The application of big data is at such a hype that the professional roles are rapidly evolving and novel specialized roles are appearing. Nowadays, we can distinguish as main roles among data professionals: Data Scientists, Data Analysts, Data Engineers, and Machine Learning Specialists. [4] Depending on the organization and responsibilities, sometimes these profiles can intermingle and are difficult to differentiate. Hence, a same person can be a data scientist and a data analyst at the same time. In general data engineer roles have a stronger technical component, i.e., they oversee data management and data infrastructure and potentially the data (pre-) processing pipeline. Data analysts may have a stronger focus on the business side with visualizations and storytelling. Machine learning specialists focus on the modeling aspect and build the basis for artificial intelligence. Data scientists are high-level positions, their roles could include all the previously mentioned responsibilities as well as complex model building. In this use case we focus on data scientist, as their role is the most general and comprehensive one.

Writing code and basic understanding of math and statistics are necessary skills to work as data scientist. Curiosity and the strive to understand a data set and gain knowledge from it make a data scientist successful; this often includes a deep interest into the subject or the willingness to read into it [1]. However, being able to effectively communicate their results to stakeholders and organize your work around your team are equally important competencies and often underestimated. You will most likely be working within a group of data professionals in a corporative environment whose rules and methods you will need to adapt to.

Practice Case

Ready to get a taste of what the work of a Data Scientist could look like?
Get ready for the Data Scientist REBECA Practice case! Remember, this practice case does not prepare you to become a Data Scientist; it only helps you decide if this is the profession for you.
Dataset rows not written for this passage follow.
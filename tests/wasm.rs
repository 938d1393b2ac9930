// Browser smoke tests; run with `wasm-pack test --headless --chrome`.
#![cfg(target_arch = "wasm32")]

use bugia_encounter::{FrameTime, SceneConfig, SceneState};
use wasm_bindgen_test::*;

wasm_bindgen_test_configure!(run_in_browser);

#[wasm_bindgen_test]
fn scene_ticks_in_the_browser() {
    let mut state = SceneState::new(SceneConfig::default());
    state.update(FrameTime::one_tick());
    assert!(!state.in_battle());
}

#[wasm_bindgen_test]
fn start_game_creates_the_canvas() {
    bugia_encounter::start_game(None).unwrap();
    let doc = web_sys::window().unwrap().document().unwrap();
    assert!(doc.get_element_by_id("bugia-canvas").is_some());
}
After completing the case, please do the reflection exercises. They will help you clarify what you have experienced and make informed decisions.

Requisites to perform this practice case

You should have (fundamental) Python programming knowledge. Ideally, you know how to use Numpy, Pandas and Matplotlib for data analysis and visualization. Seaborn is optional for appealing figures.

Preparational work

We recommend using Google Colab as an online interpreter. This way you do not need to install anything on your computer.You can also use as an alternative Cocalc.
ADVANCED ALTERNATIVE: Use Visual Studio Code or Jupyter Notebook.

Who are you?

Imagine you are a data scientist working in a team of 4 data scientists within the marketing department of company in the film industry. The “Global and Strategy” department needs to understand which factors have the largest effect on the revenue of a film. Your team has been selected to develop this project. And your team’s results could increase the return of interest (ROI) of the movie production firm.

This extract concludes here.